• **PROMPT**:
Go through the data and report how many lines include the word "ranking", giving only the number.

▼

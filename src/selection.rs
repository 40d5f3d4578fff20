//! 环境选择：按层接收解，最后一层按拥挤距离截断

use crate::distance::crowding_distance_assignment;
use crate::ranking::Ranking;
use crate::solution::SolutionSet;
use crate::Error;

/// 从分好层的解中选出恰好 `size` 个解
///
/// 整层能放下时整层接收；放不下的那一层先计算拥挤距离，保留距离最大的若干个。
/// 距离相同时保留序号较小的。候选解不足时返回 [`Error::Underflow`]。
pub fn environmental_selection(ranking: Ranking, size: usize) -> Result<SolutionSet, Error> {
    let available = ranking.len();
    if available < size {
        return Err(Error::Underflow {
            requested: size,
            available,
        });
    }
    let mut population = SolutionSet::new(size);
    for mut front in ranking.into_fronts() {
        let remaining = size - population.len();
        if remaining == 0 {
            break;
        }
        let number_of_objectives = front.get(0).map_or(0, |s| s.number_of_objectives());
        crowding_distance_assignment(&mut front, number_of_objectives);
        if front.len() > remaining {
            // sort_by 是稳定的
            front.sort_by(|a, b| b.crowding_distance.total_cmp(&a.crowding_distance));
            front.truncate(remaining);
        }
        for solution in front {
            population.push(solution)?;
        }
    }
    Ok(population)
}
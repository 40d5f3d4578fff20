//! 成对支配关系分类器
//!
//! 把两个解的决策变量首尾相接作为输入，预测它们之间的支配关系。

use super::{Classifier, ClassifyingTrainSet, NetworkConfig, NeuralNetwork, MIN_TRAINING_ROWS};
use crate::comparators::{Dominance, DominanceComparator};
use crate::solution::Solution;
use crate::Error;

#[derive(Debug, Clone)]
pub struct PairwiseClassifier {
    train_set: ClassifyingTrainSet,
    network: NeuralNetwork,
    fitted_revision: Option<u64>,
}

fn pair_features(a: &Solution, b: &Solution) -> Vec<f64> {
    let mut features = Vec::with_capacity(a.number_of_variables() + b.number_of_variables());
    features.extend_from_slice(a.variables());
    features.extend_from_slice(b.variables());
    features
}

impl PairwiseClassifier {
    pub fn new(network: NetworkConfig) -> Self {
        Self {
            train_set: ClassifyingTrainSet::default(),
            network: NeuralNetwork::classifier(network),
            fitted_revision: None,
        }
    }

    /// 用两个已真实评估的解的支配关系作为标签加入训练表，返回这个标签
    pub fn fill_classifying_train_set(&mut self, a: &Solution, b: &Solution) -> Result<Dominance, Error> {
        let label = DominanceComparator.compare(a, b)?;
        self.train_set.push(pair_features(a, b), label)?;
        Ok(label)
    }

    /// 预测 `a` 与 `b` 的支配关系；概率相同时取 [`Dominance::LABELS`] 中靠前的标签
    pub fn classify(&mut self, a: &Solution, b: &Solution) -> Result<Dominance, Error> {
        let rows = self.train_set.len();
        if rows < MIN_TRAINING_ROWS {
            return Err(Error::NotTrained {
                rows,
                required: MIN_TRAINING_ROWS,
            });
        }
        let revision = Some(self.train_set.revision());
        if self.fitted_revision != revision {
            Classifier::fit(&mut self.network, &self.train_set)?;
            self.fitted_revision = revision;
        }
        let distribution = self.network.distribution(&pair_features(a, b))?;
        let mut best = 0;
        for (index, probability) in distribution.iter().enumerate() {
            if *probability > distribution[best] {
                best = index;
            }
        }
        Ok(Dominance::LABELS[best])
    }

    pub fn train_set(&self) -> &ClassifyingTrainSet {
        &self.train_set
    }

    pub fn empty_train_set(&mut self) {
        self.train_set.clear();
    }
}

#[cfg(test)]
mod tests {
    use super::*;

    fn point(x: f64) -> Solution {
        Solution::with_objectives(vec![x], vec![x, x])
    }

    #[test]
    fn labels_come_from_real_objectives() {
        let mut classifier = PairwiseClassifier::new(NetworkConfig::default());
        assert_eq!(
            classifier.fill_classifying_train_set(&point(0.0), &point(1.0)).unwrap(),
            Dominance::ADominates
        );
        assert_eq!(
            classifier.fill_classifying_train_set(&point(1.0), &point(0.0)).unwrap(),
            Dominance::BDominates
        );
        assert_eq!(classifier.train_set().width(), Some(2));
        assert_eq!(classifier.train_set().labels().len(), 2);
    }

    #[test]
    fn classify_needs_rows() {
        let mut classifier = PairwiseClassifier::new(NetworkConfig::default());
        classifier.fill_classifying_train_set(&point(0.0), &point(1.0)).unwrap();
        assert_eq!(
            classifier.classify(&point(0.2), &point(0.8)),
            Err(Error::NotTrained {
                rows: 1,
                required: MIN_TRAINING_ROWS
            })
        );
        classifier.fill_classifying_train_set(&point(1.0), &point(0.0)).unwrap();
        assert!(classifier.classify(&point(0.2), &point(0.8)).is_ok());
        classifier.empty_train_set();
        assert!(classifier.classify(&point(0.2), &point(0.8)).is_err());
    }

    #[test]
    fn learns_separable_pairs() {
        let config = NetworkConfig {
            epochs: 5000,
            ..Default::default()
        };
        let mut classifier = PairwiseClassifier::new(config);
        for i in 0..10 {
            let low = i as f64 / 20.0;
            let high = 1.0 - low;
            classifier.fill_classifying_train_set(&point(low), &point(high)).unwrap();
            classifier.fill_classifying_train_set(&point(high), &point(low)).unwrap();
        }
        assert_eq!(
            classifier.classify(&point(0.1), &point(0.9)).unwrap(),
            Dominance::ADominates
        );
        assert_eq!(
            classifier.classify(&point(0.9), &point(0.1)).unwrap(),
            Dominance::BDominates
        );
    }
}
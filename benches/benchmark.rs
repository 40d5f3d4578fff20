use criterion::{criterion_group, criterion_main, Criterion};
use moea::config::{AlgorithmConfig, OperatorConfig, PolicyConfig, ScheduleConfig, SurrogateConfig};
use moea::evaluators::SurrogateEvaluator;
use moea::interfaces::Silent;
use moea::optimizers::{Nsga2, Optimizer};
use moea::problems::Zdt1;
use moea::ranking::Ranking;
use moea::selection::environmental_selection;
use moea::solution::{Solution, SolutionSet};
use rand::rngs::StdRng;
use rand::{Rng, SeedableRng};

fn population(size: usize) -> SolutionSet {
    let mut rng = StdRng::seed_from_u64(7);
    (0..size)
        .map(|i| {
            let objectives = vec![rng.random::<f64>(), rng.random::<f64>()];
            Solution::with_objectives(vec![i as f64], objectives)
        })
        .collect()
}

fn 排序与选择(b: &mut Criterion) {
    let set = population(20_000);
    b.bench_function("排序与选择", |b| {
        b.iter(|| {
            let ranking = Ranking::new(set.clone()).unwrap();
            environmental_selection(ranking, 10_000).unwrap()
        })
    });
}

fn 代理评估(b: &mut Criterion) {
    let algorithm = AlgorithmConfig {
        population_size: 50,
        max_evaluations: 2_000,
        seed: Some(1),
    };
    let optimizer = Nsga2::new(&algorithm, &OperatorConfig::default());
    let config = SurrogateConfig::new(PolicyConfig::Schedule(ScheduleConfig::default()));
    b.bench_function("代理评估", |b| {
        b.iter(|| {
            let problem = Zdt1::new(30).unwrap();
            let mut evaluator = SurrogateEvaluator::new(problem, &config, 2_000, &Silent).unwrap();
            optimizer.optimize(&mut evaluator, &Silent).unwrap()
        })
    });
}

criterion_group! {
    name = benches;
    config = Criterion::default().sample_size(10);
    targets = 排序与选择, 代理评估
}
criterion_main!(benches);
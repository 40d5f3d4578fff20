//! 优化问题的定义
//!
//! 问题只负责给出变量的取值范围和计算目标值、约束，评估状态和预算由评估器管理。

use crate::config::ProblemConfig;
use crate::solution::{EvaluationState, Solution};
use crate::Error;
use rand::Rng;

pub mod kursawe;
pub mod srinivas;
pub mod zdt;

pub use kursawe::Kursawe;
pub use srinivas::Srinivas;
pub use zdt::{Zdt1, Zdt2};

pub trait Problem {
    fn name(&self) -> &str;

    fn number_of_variables(&self) -> usize;

    fn number_of_objectives(&self) -> usize;

    fn number_of_constraints(&self) -> usize {
        0
    }

    fn lower_bound(&self, index: usize) -> f64;

    fn upper_bound(&self, index: usize) -> f64;

    /// 计算目标值，这是需要节省的昂贵操作
    fn evaluate(&mut self, variables: &[f64]) -> Result<Vec<f64>, Error>;

    /// 返回约束违反量之和与被违反的约束个数
    fn evaluate_constraints(&mut self, _variables: &[f64]) -> Result<(f64, usize), Error> {
        Ok((0.0, 0))
    }
}

impl<P: Problem + ?Sized> Problem for Box<P> {
    fn name(&self) -> &str {
        (**self).name()
    }

    fn number_of_variables(&self) -> usize {
        (**self).number_of_variables()
    }

    fn number_of_objectives(&self) -> usize {
        (**self).number_of_objectives()
    }

    fn number_of_constraints(&self) -> usize {
        (**self).number_of_constraints()
    }

    fn lower_bound(&self, index: usize) -> f64 {
        (**self).lower_bound(index)
    }

    fn upper_bound(&self, index: usize) -> f64 {
        (**self).upper_bound(index)
    }

    fn evaluate(&mut self, variables: &[f64]) -> Result<Vec<f64>, Error> {
        (**self).evaluate(variables)
    }

    fn evaluate_constraints(&mut self, variables: &[f64]) -> Result<(f64, usize), Error> {
        (**self).evaluate_constraints(variables)
    }
}

/// 用真实问题评估一个解，写入目标值和约束违反量，并标记为真实评估
pub fn evaluate_real<P: Problem + ?Sized>(problem: &mut P, solution: &mut Solution) -> Result<(), Error> {
    let objectives = problem.evaluate(solution.variables())?;
    if objectives.len() != solution.number_of_objectives() {
        return Err(Error::DimensionMismatch {
            expected: solution.number_of_objectives(),
            found: objectives.len(),
        });
    }
    for (index, value) in objectives.into_iter().enumerate() {
        solution.set_objective(index, value);
    }
    if problem.number_of_constraints() > 0 {
        let (violation, violated) = problem.evaluate_constraints(solution.variables())?;
        solution.set_constraint_violation(violation, violated);
    }
    solution.mark(EvaluationState::Real);
    Ok(())
}

/// 在取值范围内均匀随机生成一个未评估的解
pub fn random_solution<P, R>(problem: &P, rng: &mut R) -> Solution
where
    P: Problem + ?Sized,
    R: Rng + ?Sized,
{
    let variables = (0..problem.number_of_variables())
        .map(|i| {
            let (low, high) = (problem.lower_bound(i), problem.upper_bound(i));
            low + rng.random::<f64>() * (high - low)
        })
        .collect();
    Solution::new(variables, problem.number_of_objectives())
}

/// 按名称构造内置的测试问题
pub fn from_config(config: &ProblemConfig) -> Result<Box<dyn Problem>, Error> {
    let problem: Box<dyn Problem> = match config.name.to_lowercase().as_str() {
        "zdt1" => Box::new(Zdt1::new(config.variables.unwrap_or(30))?),
        "zdt2" => Box::new(Zdt2::new(config.variables.unwrap_or(30))?),
        "kursawe" => Box::new(Kursawe::new(config.variables.unwrap_or(3))?),
        "srinivas" => Box::new(Srinivas),
        other => return Err(Error::InvalidConfig(format!("未知的问题：{other}"))),
    };
    Ok(problem)
}

/// 约束 g(x) ≥ 0 的违反量之和与违反个数
pub(crate) fn violations(constraints: &[f64]) -> (f64, usize) {
    constraints
        .iter()
        .filter(|g| **g < 0.0)
        .fold((0.0, 0), |(total, count), g| (total + g, count + 1))
}
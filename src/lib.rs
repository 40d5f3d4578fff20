//! libmoea 是使用 Rust 实现的代理模型辅助多目标进化优化库。
//!
//! 种群算法（NSGA-II）共用非支配排序、拥挤距离和环境选择；在评估环节，评估器按照选定的策略决定每个候选解是交给昂贵的真实问题，
//! 还是用线性回归、神经网络或成对支配分类器给出的廉价估计代替，从而在评估预算内尽量少做真实评估。
//!
//! moea 是使用 libmoea 实现的命令行程序，用户提供配置文件，本程序运行一次优化并输出最后一代种群和真实评估过的第一层解。

pub mod comparators;
pub mod config;
pub mod distance;
pub mod error;
pub mod evaluators;
pub mod interfaces;
pub mod io;
pub mod operators;
pub mod optimizers;
pub mod problems;
pub mod ranking;
pub mod selection;
pub mod solution;
pub mod surrogates;

pub use error::Error;
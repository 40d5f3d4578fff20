use crate::comparators::Dominance;
use crate::surrogates::ModelKind;
use serde::Serialize;
use std::cell::RefCell;
use std::fmt::Display;

pub mod command_line;

/// 向用户反馈的消息类型
#[derive(Debug, Clone, PartialEq, Serialize)]
#[serde(tag = "type", rename_all = "snake_case")]
pub enum 消息 {
    /// 初始的真实评估阶段结束，代理模型开始工作
    BootstrapComplete {
        evaluations: usize,
        rows: usize,
    },
    /// 进入最后的全真实评估阶段
    FinalPhase {
        evaluations: usize,
    },
    CorrectionRound {
        evaluations: usize,
        corrected: usize,
        updated_rows: usize,
    },
    TrainSetCorrected {
        objective: usize,
        error: f64,
    },
    ModelSelected {
        objective: usize,
        kind: ModelKind,
        linear_error: f64,
        neural_error: f64,
    },
    QuotaExhausted {
        evaluations: usize,
    },
    PairSettled {
        evaluations: usize,
        verdict: Dominance,
        real_evaluated: usize,
    },
    Progress {
        generation: usize,
        evaluations: usize,
        real_evaluations: usize,
        front_size: usize,
    },
    Finished {
        evaluations: usize,
        real_evaluations: usize,
        elapsed_ms: u64,
    },
}

impl Display for 消息 {
    fn fmt(&self, f: &mut std::fmt::Formatter<'_>) -> std::fmt::Result {
        match self {
            消息::BootstrapComplete { evaluations, rows } => write!(
                f,
                "第 {evaluations} 次评估：初始真实评估完成，训练表共 {rows} 行"
            ),
            消息::FinalPhase { evaluations } => write!(
                f,
                "第 {evaluations} 次评估：进入最后阶段，此后全部真实评估"
            ),
            消息::CorrectionRound {
                evaluations,
                corrected,
                updated_rows,
            } => write!(
                f,
                "第 {evaluations} 次评估：校正了 {corrected} 个解，训练表新增 {updated_rows} 行"
            ),
            消息::TrainSetCorrected { objective, error } => write!(
                f,
                "目标 {objective} 的估计误差为 {error:.4}，已加入训练表"
            ),
            消息::ModelSelected {
                objective,
                kind,
                linear_error,
                neural_error,
            } => write!(
                f,
                "目标 {objective} 选用{kind}（线性误差 {linear_error:.4e}，神经网络误差 {neural_error:.4e}）"
            ),
            消息::QuotaExhausted { evaluations } => write!(
                f,
                "第 {evaluations} 次评估：模型预测次数用完，重新开始真实评估"
            ),
            消息::PairSettled {
                evaluations,
                verdict,
                real_evaluated,
            } => write!(
                f,
                "第 {evaluations} 次评估：成对比较结果为 {verdict:?}，真实评估了 {real_evaluated} 个解"
            ),
            消息::Progress {
                generation,
                evaluations,
                real_evaluations,
                front_size,
            } => write!(
                f,
                "第 {generation} 代：已评估 {evaluations} 次，其中真实评估 {real_evaluations} 次，第一层有 {front_size} 个解"
            ),
            消息::Finished {
                evaluations,
                real_evaluations,
                elapsed_ms,
            } => write!(
                f,
                "优化结束：共评估 {evaluations} 次，其中真实评估 {real_evaluations} 次，用时 {elapsed_ms} ms"
            ),
        }
    }
}

/// 定义了向用户报告消息的接口，核心算法只通过它输出信息
pub trait 界面 {
    fn 发送(&self, message: 消息);
}

/// 丢弃所有消息
#[derive(Debug, Clone, Copy, Default)]
pub struct Silent;

impl 界面 for Silent {
    fn 发送(&self, _message: 消息) {}
}

/// 把消息按顺序记录下来，便于检查
#[derive(Debug, Default)]
pub struct Recorder {
    messages: RefCell<Vec<消息>>,
}

impl Recorder {
    pub fn messages(&self) -> Vec<消息> {
        self.messages.borrow().clone()
    }

    pub fn count<F: Fn(&消息) -> bool>(&self, predicate: F) -> usize {
        self.messages.borrow().iter().filter(|m| predicate(m)).count()
    }
}

impl 界面 for Recorder {
    fn 发送(&self, message: 消息) {
        self.messages.borrow_mut().push(message);
    }
}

▲

• **TASK SOLUTION**:
8